Did you put an entry for each pseudo-terminal into "/etc/ttys"?  If
not, that could explain it.  "login" has to know where to put the
"utmp" entry; it does this by calling "ttyslot" which looks the
current terminal up in "/etc/ttys".  If it doesn't find it, "login"
just doesn't bother recording the session in "/etc/utmp" or
"/usr/adm/wtmp", which would explain why the session doesn't show up
with "who" or "last".

"lastcomm" records every single command run on the system, if you
turn accounting on; when a process exits, the kernel writes a record
to the accounting file.  This is independent of the terminal from
which the command is run; it even works if the command isn't run from
a terminal.

"login" will record the login time in "/usr/adm/lastlog" even if it
doesn't find the entry in "/etc/ttys", which is why the "Last login"
time is updated.

>	Moving on to rwho, we see that the Sun file servers properly report
>the number of people who are logged in (either on the console or via the
>network), while the Vax only reports serial line logins, missing the
>network connections,

Which could also be explained by an incomplete "/etc/ttys" on the
VAX; "rwho" just reads the "utmp" file and broadcasts its findings.

>	I would consider the 1-5 to be logged in, and 7-12 not.  6 is a bit
>hazy, but I think I would put it in the first category.

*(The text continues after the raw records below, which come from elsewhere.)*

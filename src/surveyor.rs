use std::path::Path;

use crate::core::error::StoreError;
use crate::core::store::SequenceStore;
use crate::display::render_all;
use crate::services::Provider;
use crate::services::orchestrator::{Orchestrator, OrchestratorConfig, RunReport};

/// Loads protein sequences, runs every provider against them and writes out
/// the result.
///
/// Providers are passed in at construction; see
/// [`default_providers`](crate::services::default_providers) for the ones
/// compiled into this build.
pub struct Surveyor {
    store: SequenceStore,
    providers: Vec<Box<dyn Provider>>,
    orchestrator: Orchestrator,
}

impl Surveyor {
    pub fn new(providers: Vec<Box<dyn Provider>>) -> Self {
        Surveyor {
            store: SequenceStore::new(),
            providers,
            orchestrator: Orchestrator::default(),
        }
    }

    pub fn with_config(self, config: OrchestratorConfig) -> Self {
        Surveyor {
            orchestrator: Orchestrator::new(config),
            ..self
        }
    }

    pub fn store(&self) -> &SequenceStore {
        &self.store
    }

    pub fn store_mut(&mut self) -> &mut SequenceStore {
        &mut self.store
    }

    pub fn providers(&self) -> impl Iterator<Item = &str> {
        self.providers.iter().map(|p| p.name())
    }

    pub fn load_fasta(&mut self, path: impl AsRef<Path>, overwrite: bool) -> Result<usize, StoreError> {
        self.store.load_fasta(path, overwrite)
    }

    pub fn load_strings<S, N>(
        &mut self,
        sequences: impl IntoIterator<Item = S>,
        names: Option<impl IntoIterator<Item = N>>,
        overwrite: bool,
    ) -> Result<usize, StoreError>
    where
        S: Into<String>,
        N: Into<String>,
    {
        self.store.load_strings(sequences, names, overwrite)
    }

    /// Runs each provider in turn over all loaded sequences.
    ///
    /// Per-sequence failures are logged and reported, never returned as errors.
    pub async fn run(&mut self) -> Vec<RunReport> {
        if self.providers.is_empty() {
            log::warn!("No providers configured; nothing to run.");
        }

        let mut reports = Vec::with_capacity(self.providers.len());
        for provider in &self.providers {
            let report = self
                .orchestrator
                .run(provider.as_ref(), self.store.sequences_mut())
                .await;
            reports.push(report);
        }
        reports
    }

    /// Text blocks for every loaded sequence, in load order.
    pub fn render(&self) -> String {
        render_all(self.store.iter())
    }

    pub fn write_out(&self, path: impl AsRef<Path>) -> std::io::Result<()> {
        std::fs::write(path.as_ref(), self.render())?;
        log::info!("Results written to {}", path.as_ref().display());
        Ok(())
    }
}
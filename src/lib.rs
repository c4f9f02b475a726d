//! # Residual
//!
//! Submits protein sequences to slow, asynchronous annotation services,
//! waits for the jobs under a fixed concurrency cap, and tabulates the
//! features that come back.
//!
//! ## Features
//!
//! - **Validated Sequences**: residues are checked against the amino-acid alphabet on load
//! - **Bounded Concurrency**: one submit → poll → fetch state machine per sequence, admitted through a fair gate
//! - **Failure Isolation**: a failed job costs that sequence its features, never the run
//! - **Typed Results**: irregular upstream JSON is parsed into a small, stable feature model
//! - **Feature-gated HTTP**: the InterProScan client (and `reqwest`) only build with the `interproscan` feature
//!
//! ## Quick Start
//!
//! ```rust,no_run
//! use residual::prelude::*;
//!
//! # async fn scan() -> Result<(), Box<dyn std::error::Error>> {
//! let mut surveyor = Surveyor::new(default_providers("me@example.org"));
//! surveyor.load_fasta("adh.fasta", true)?;
//! surveyor.run().await;
//! surveyor.write_out("adh_features.txt")?;
//! # Ok(())
//! # }
//! ```
//!
//! ## Module Organization
//!
//! - [`core`](crate::core): sequences, features and the sequence store
//! - [`services`]: the provider trait, job client, orchestrator and InterProScan
//! - [`display`]: plain-text rendering
//! - [`prelude`]: commonly used types (import with `use residual::prelude::*`)

// ============================================================================
// Modules
// ============================================================================

pub mod core;
pub mod display;
pub mod services;
mod surveyor;

// ============================================================================
// Public Re-exports
// ============================================================================

// Data model
pub use crate::core::error::{InvalidSequence, StoreError};
pub use crate::core::feature::{Feature, GoTerm, Location};
pub use crate::core::sequence::ProteinSequence;
pub use crate::core::store::SequenceStore;

// Orchestration
pub use services::client::{JobClient, RetryPolicy};
pub use services::error::{JobError, MalformedResult, ProviderError};
pub use services::job::{Job, JobId, JobOutcome, JobState, JobStatus};
pub use services::orchestrator::{AdmissionGate, Orchestrator, OrchestratorConfig, RunReport};
pub use services::{Provider, RawResult, default_providers};

// Output
pub use display::SequenceDisplay;
pub use surveyor::Surveyor;

#[cfg(feature = "interproscan")]
pub use services::interpro::{InterProScan, InterProScanConfig};

// ============================================================================
// Prelude
// ============================================================================

/// Everything needed to load sequences, run providers and write results.
///
/// # Example
/// ```rust
/// use residual::prelude::*;
/// ```
pub mod prelude {
    pub use super::{
        default_providers, Feature, GoTerm, JobError, JobId, JobStatus, Location, Orchestrator,
        OrchestratorConfig, ProteinSequence, Provider, ProviderError, RawResult, RetryPolicy,
        RunReport, SequenceDisplay, SequenceStore, Surveyor,
    };

    #[cfg(feature = "interproscan")]
    pub use super::{InterProScan, InterProScanConfig};
}

// ============================================================================
// Library Metadata
// ============================================================================

/// The version of this crate.
pub const VERSION: &str = env!("CARGO_PKG_VERSION");

/// The name of this crate.
pub const NAME: &str = env!("CARGO_PKG_NAME");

I tend to agree, except in the case of "w", where I'd argue it should
print something for each window.

On a Sun, "sessions" in categories 1-5 and 7 get entries in
"/etc/utmp", and none of the others do.  There is a macro in <utmp.h>
called "nonuser" which distinguishes category 7 from categories 1-5;
it assumes that any pseudo-tty that has a session listed for it in
"/etc/utmp" is either being used for a tty subwindow or a network
login, and therefore that if there's no host name it must be a tty
subwindow.

I'm considering modifying "who" and "finger" to use "nonuser" (note:
the "rusers" RPC service, which the "rusers" command uses, also uses
"nonuser", so if you do "rusers <host>" it won't report tty windows).
"finger"'s behavior is just stupid now; it tells you more-or-less the
same information N times.

lrj@batcomputer.UUCP (02/03/87)

In article <12526@sun.uucp> guy@sun.UUCP (Guy Harris) writes:
>>W also has a tendency not to realize when you log out -- I think
>>as long as a pty doesn't get reused, w still thinks you are logged in
>>there.

>"w" prints a line for every seemingly-active line in the "utmp" file.
>SunView should be clearing lines out whenever a window is closed;
>if it's not, there's some sort of problem.

	  This was a bug under SunOS 3.0 which appears fixed under
	SunOS 3.2  The /etc/utmp entries were not being cleaned
	up by Suntools when it exitted.  It also seems that
	the 3.0 bug of Suntools leaving window sizes hanging around
	in a tty struct for innocent people using rlogin has been fixed.